Richtig ist aber, dass gute Noten einen doch ein bißchen dazu zwingen, sie mit Lässigkeit oder Sportlichkeit oder sonstigem „auszugleichen“.
Wenn du willst: Zu welcher sozialen Gruppe gehörtest du? Aus
welcher Perspektive schreibst du? (Ich war die meiste
Schulzeit über nach dieser Definition absolut ein Nerd
)
Bei mir war mein Platz immer stark davon abhängig, in welcher Klasse ich war, da ich im Grunde vier verschiedene Rangordnungskriterien erlebt habe (wobei ich diesen „amerikanischen“? Nerd so nicht kenne):
5.-6. war ich Klassensprecher, geordnet wurde irgendwie nach Kriterien wie „bei Schlägerein gewinnen“, „Mädchen verarschen“, „gut Fußball spielen“, aber auch „schlau sein“; mein Schlagwort war „lieber fegen (Leute dumm anmache) als ficken“, und dementsprechend war ich recht beliebt.
7.-9. war ich im unteren Drittel, weil vornehmlich nach In-group und Out-group stratifiziert wurde, und der Zugang zur In-Group sehr viel mit dem Wohnort und dem außerschulischen Bekanntenkreis zu tun hatte.
Da ich damals nicht in eine Parallelklasse wechseln konnte, und als Kleinstädter auch nicht auf eine andere Schule, habe ich mich durchfallen lassen (nicht nur deshalb, aber das war der ausschlaggebende Punkt; ich kann mich noch ganz genau an die entscheidene Mathe-Schulaufgabe erinnern, in der ich ne 4 gebraucht hätte, und auf die ich gelernt hatte, wahrscheinlich ziemlich viel richtig gehabt hätte, aber das Papier dann vor der Abgabe zerriss; klingt furchtbar klischeehaft, ist aber tatsächlich so gewesen)

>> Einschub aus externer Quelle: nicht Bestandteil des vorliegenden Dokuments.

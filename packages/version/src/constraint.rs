use crate::{Range, Version};

/// A constraint is a single pinned version, a union of ranges, or nothing,
/// which matches any version.
#[derive(Clone, Debug, Default)]
pub enum Constraint {
	#[default]
	Any,
	Pinned(Version),
	Ranges(Vec<Range>),
}

impl Constraint {
	#[must_use]
	pub fn contains(&self, version: &Version) -> bool {
		match self {
			Self::Any => true,
			Self::Pinned(pinned) => pinned == version,
			Self::Ranges(ranges) => ranges.iter().any(|range| range.contains(version)),
		}
	}

	/// The highest candidate the constraint admits.
	#[must_use]
	pub fn select<'a>(
		&self,
		candidates: impl IntoIterator<Item = &'a Version>,
	) -> Option<&'a Version> {
		candidates
			.into_iter()
			.filter(|version| self.contains(version))
			.max()
	}
}

impl std::fmt::Display for Constraint {
	fn fmt(&self, f: &mut std::fmt::Formatter<'_>) -> std::fmt::Result {
		match self {
			Self::Any => Ok(()),
			Self::Pinned(pinned) => write!(f, "{pinned}"),
			Self::Ranges(ranges) => {
				for range in ranges {
					write!(f, "{range}")?;
				}
				Ok(())
			},
		}
	}
}

#[cfg(test)]
mod tests {
	use {
		super::*,
		crate::{
			Scheme,
			scheme::{DEFAULT_QUALIFIER_ORDER, DEFAULT_REBUILD_INDICATOR},
		},
	};

	fn scheme(autobox: bool) -> Scheme {
		Scheme::new(autobox, DEFAULT_REBUILD_INDICATOR, DEFAULT_QUALIFIER_ORDER)
	}

	fn version(text: &str) -> Version {
		scheme(false).parse_version(text).unwrap()
	}

	#[test]
	fn pinned_without_autobox() {
		let constraint = scheme(false).parse_constraint("2").unwrap();
		assert!(matches!(constraint, Constraint::Pinned(_)));
		assert!(!constraint.contains(&version("1")));
		assert!(constraint.contains(&version("2")));
		assert!(!constraint.contains(&version("3")));
	}

	#[test]
	fn single_version_with_autobox_admits_rebuilds() {
		let constraint = scheme(true).parse_constraint("2").unwrap();
		assert!(!constraint.contains(&version("1")));
		assert!(constraint.contains(&version("2")));
		assert!(constraint.contains(&version("2-REDHAT-9")));
		assert!(!constraint.contains(&version("3")));
	}

	#[test]
	fn single_snapshot_with_autobox() {
		let constraint = scheme(true).parse_constraint("2-SNAPSHOT").unwrap();
		assert!(constraint.contains(&version("2-SNAPSHOT")));
	}

	#[test]
	fn two_inclusive_ranges() {
		let constraint = scheme(false).parse_constraint("[1,2][4,5]").unwrap();
		assert!(constraint.contains(&version("1")));
		assert!(constraint.contains(&version("2")));
		assert!(!constraint.contains(&version("3")));
		assert!(constraint.contains(&version("4")));
		assert!(constraint.contains(&version("5")));
	}

	#[test]
	fn two_ranges_excluding_the_middle_version() {
		let constraint = scheme(false).parse_constraint("[1,3)(3,5]").unwrap();
		assert!(constraint.contains(&version("1")));
		assert!(constraint.contains(&version("2")));
		assert!(!constraint.contains(&version("3")));
		// Non-autoboxed ranges do not account for rebuilds of the excluded
		// boundary.
		assert!(constraint.contains(&version("3-REDHAT-1")));
		assert!(constraint.contains(&version("4")));
		assert!(constraint.contains(&version("5")));
	}

	#[test]
	fn two_autoboxed_ranges_excluding_the_middle_version_and_its_rebuilds() {
		let constraint = scheme(true).parse_constraint("[1,3)(3,5]").unwrap();
		assert!(constraint.contains(&version("1")));
		assert!(constraint.contains(&version("2")));
		assert!(!constraint.contains(&version("3")));
		assert!(!constraint.contains(&version("3-REDHAT-1")));
		assert!(constraint.contains(&version("4")));
		assert!(constraint.contains(&version("5")));
	}

	#[test]
	fn any_contains_everything() {
		let constraint = Constraint::Any;
		assert!(constraint.contains(&version("1")));
		assert!(constraint.contains(&version("1.0-SNAPSHOT")));
	}

	#[test]
	fn select_picks_the_highest_admitted_candidate() {
		let constraint = scheme(false).parse_constraint("[1,3)(3,5]").unwrap();
		let candidates = ["1", "2.5", "3", "5", "6"].map(version);
		let best = constraint.select(&candidates).unwrap();
		assert_eq!(best.to_string(), "5");
	}

	#[test]
	fn select_returns_none_when_nothing_matches() {
		let constraint = scheme(false).parse_constraint("[8,9]").unwrap();
		let candidates = ["1", "2"].map(version);
		assert!(constraint.select(&candidates).is_none());
	}
}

9-10. Klasse war ich erst etwa im mittleren Drittel, denn diese Klasse hat sich stark nach Aussehen und „Liebeseroberungserfolg“ stratifiziert, kam dann aber in der 10. noch ein gutes Stück nach vorne als ich mit der weiblichen Nr. 2 zusammenkam 
(es gab tatsächlich eine richtige ausgehandelte und geschriebene Rangliste der Attraktivität - ordinales Skalenniveau)

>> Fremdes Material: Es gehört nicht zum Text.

use {
	crate::{Constraint, Range, Version, parse, parse::ParseError},
	std::sync::Arc,
};

pub const DEFAULT_REBUILD_INDICATOR: &str = "redhat";

pub const DEFAULT_QUALIFIER_ORDER: [&str; 8] =
	["MILESTONE", "M", "ALPHA", "A", "BETA", "B", "RC", "CR"];

/// A scheme binds the autobox policy, the rebuild indicator, and the
/// qualifier order once. Versions parsed under different schemes are not
/// comparable, since qualifier ties break by the configured order.
#[derive(Clone, Debug)]
pub struct Scheme {
	autobox: bool,
	rebuild_indicator: String,
	qualifiers: Arc<[String]>,
}

impl Scheme {
	#[must_use]
	pub fn new(
		autobox: bool,
		rebuild_indicator: impl Into<String>,
		qualifiers: impl IntoIterator<Item = impl Into<String>>,
	) -> Self {
		Self {
			autobox,
			rebuild_indicator: rebuild_indicator.into(),
			qualifiers: qualifiers.into_iter().map(Into::into).collect(),
		}
	}

	#[must_use]
	pub fn autobox(&self) -> bool {
		self.autobox
	}

	#[must_use]
	pub fn rebuild_indicator(&self) -> &str {
		&self.rebuild_indicator
	}

	#[must_use]
	pub fn qualifiers(&self) -> &[String] {
		&self.qualifiers
	}

	pub fn parse_version(&self, text: &str) -> Result<Version, ParseError> {
		parse::version(text, &self.rebuild_indicator, &self.qualifiers)
	}

	pub fn parse_range(&self, text: &str) -> Result<Range, ParseError> {
		parse::range(text, &self.rebuild_indicator, &self.qualifiers, self.autobox)
	}

	pub fn parse_constraint(&self, text: &str) -> Result<Constraint, ParseError> {
		parse::constraint(text, &self.rebuild_indicator, &self.qualifiers, self.autobox)
	}

	/// Render rebuild `number` of `base`.
	pub fn format_rebuild(&self, base: &str, number: u64) -> Result<String, ParseError> {
		Ok(self.parse_version(base)?.rebuild(number).to_string())
	}

	/// Whether `text` names a rebuild version.
	pub fn is_rebuild(&self, text: &str) -> Result<bool, ParseError> {
		Ok(self.parse_version(text)?.is_rebuild())
	}

	/// Parse the constraint and the candidates and return the highest
	/// candidate the constraint admits.
	pub fn select(
		&self,
		constraint: &str,
		candidates: impl IntoIterator<Item = impl AsRef<str>>,
	) -> Result<Option<Version>, ParseError> {
		let constraint = self.parse_constraint(constraint)?;
		let mut best: Option<Version> = None;
		for candidate in candidates {
			let version = self.parse_version(candidate.as_ref())?;
			if !constraint.contains(&version) {
				continue;
			}
			if best.as_ref().is_none_or(|best| version > *best) {
				best = Some(version);
			}
		}
		Ok(best)
	}
}

impl Default for Scheme {
	fn default() -> Self {
		Self::new(false, DEFAULT_REBUILD_INDICATOR, DEFAULT_QUALIFIER_ORDER)
	}
}

#[cfg(test)]
mod tests {
	use super::*;

	#[test]
	fn format_rebuild() {
		let scheme = Scheme::default();
		assert_eq!(scheme.format_rebuild("1.0", 4).unwrap(), "1.0-redhat-4");
		assert_eq!(
			scheme.format_rebuild("1.0-redhat-1", 4).unwrap(),
			"1.0-redhat-4",
		);
	}

	#[test]
	fn is_rebuild() {
		let scheme = Scheme::default();
		assert!(scheme.is_rebuild("1.0-redhat-1").unwrap());
		assert!(scheme.is_rebuild("1.0-REDHAT-2").unwrap());
		assert!(!scheme.is_rebuild("1.0").unwrap());
	}

	#[test]
	fn custom_rebuild_indicator() {
		let scheme = Scheme::new(false, "jboss", DEFAULT_QUALIFIER_ORDER);
		assert!(scheme.is_rebuild("1.0-jboss-1").unwrap());
		assert!(!scheme.is_rebuild("1.0-redhat-1").unwrap());
		assert_eq!(scheme.format_rebuild("1.0", 1).unwrap(), "1.0-jboss-1");
	}

	#[test]
	fn select_picks_the_highest_admitted_candidate() {
		let scheme = Scheme::new(true, DEFAULT_REBUILD_INDICATOR, DEFAULT_QUALIFIER_ORDER);
		let best = scheme
			.select("2", ["1", "2", "2-redhat-3", "2-redhat-9", "3"])
			.unwrap()
			.unwrap();
		assert_eq!(best.to_string(), "2-redhat-9");
	}

	#[test]
	fn select_returns_none_when_nothing_matches() {
		let scheme = Scheme::default();
		assert!(scheme.select("[4,5]", ["1", "2"]).unwrap().is_none());
	}
}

Die Klasse in der Berufsschule zum KfZ-Mechaniker war dann am ehesten Nerd-haft eingeteilt; wir waren drei eher „Intellektuellere“ (d.h. wir sprachen nicht ausschließlich über Autos und Ficken) unter 20 Auto-Narren, und hatten irgendwie eine Sonderstellung in der Klasse (schon wegen der höheren Schulabschlüsse), also wir gehörten schon irgendwie zur Klasse dazu, aber wurden schlicht in der Stratifizierung nicht berücksichtigt, weil wir uns selbst als „überlegen“ definierten - und diese Definition auch weitgehend durchsetzen konnten.
Das Abi nachher zähle ich nicht mehr dazu, weil wir da ja alle Erwachsene waren, an die Grundschule kann ich mich nicht erinnern …

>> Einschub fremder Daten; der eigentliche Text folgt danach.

//! Path patterns with `:name` placeholders.
//!
//! A pattern is compiled once, at registration, into a list of segments.
//! Matching walks the request path segment by segment, so a pattern with
//! `n` segments only ever matches paths with exactly `n` segments.

use std::collections::HashMap;

use crate::handler::BoxedHandler;
use crate::method::Method;

#[derive(Clone, Debug, PartialEq, Eq)]
enum Segment {
    Literal(String),
    /// `prefix:name`. Captures the non-empty rest of the segment after `prefix`.
    Param { prefix: String, name: String },
}

/// A compiled path pattern such as `/users/:id/posts/:postId`.
#[derive(Clone, Debug, PartialEq, Eq)]
pub struct PathPattern {
    source: String,
    segments: Vec<Segment>,
}

impl PathPattern {
    pub fn compile(pattern: &str) -> Self {
        let segments = pattern
            .split('/')
            .map(|seg| match seg.split_once(':') {
                Some((prefix, name)) if !name.is_empty() => Segment::Param {
                    prefix: prefix.to_owned(),
                    name: name.to_owned(),
                },
                _ => Segment::Literal(seg.to_owned()),
            })
            .collect();
        Self { source: pattern.to_owned(), segments }
    }

    pub fn as_str(&self) -> &str {
        &self.source
    }

    /// Parameter names in declaration order.
    pub fn param_names(&self) -> impl Iterator<Item = &str> {
        self.segments.iter().filter_map(|s| match s {
            Segment::Param { name, .. } => Some(name.as_str()),
            Segment::Literal(_) => None,
        })
    }

    /// Matches the whole `path` (no query string) and returns the captures.
    pub fn matches(&self, path: &str) -> Option<HashMap<String, String>> {
        let mut params = HashMap::new();
        let mut parts = path.split('/');

        for segment in &self.segments {
            let part = parts.next()?;
            match segment {
                Segment::Literal(lit) => {
                    if lit != part {
                        return None;
                    }
                }
                Segment::Param { prefix, name } => {
                    let value = part.strip_prefix(prefix.as_str())?;
                    if value.is_empty() {
                        return None;
                    }
                    params.insert(name.clone(), value.to_owned());
                }
            }
        }

        if parts.next().is_some() {
            return None;
        }
        Some(params)
    }
}

/// A registered `(method, pattern, handler)` triple.
pub(crate) struct Route {
    pub(crate) method: Method,
    pub(crate) pattern: PathPattern,
    pub(crate) handler: BoxedHandler,
}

Da der Autor am spannendsten Punkt aufhört, frage ich mich:
Was könnte man tun, um diesen Mißstand abzuschaffen?
Ich finde, der Missstand müsste erstmal ins Bewusstsein rücken;
man schiebt die ganzen Identitätsprobleme und Selbstwertprobleme einfach so auf die „Pubertät“ und damit auf die Hormone, statt auf die konkrete beschissene Lebenssituation, die da Schule heißt (und Eltern!)
Dazu kommt, daß eine schlechte Schulerfahrungen Probleme nach
sich ziehen, die Jahre brauchen, damit sie bewältigt und
ausgemerzt werden. Am Ende macht so eine Erfahrung einen sogar
stärker (finde ich)
finde ich nicht, und ich halte so eine Aussage auch für einen Akt des Selbstbelügens (womit ich Dir jetzt nicht zu nahe treten wollte, aber das ist halt meine Meinung darüber)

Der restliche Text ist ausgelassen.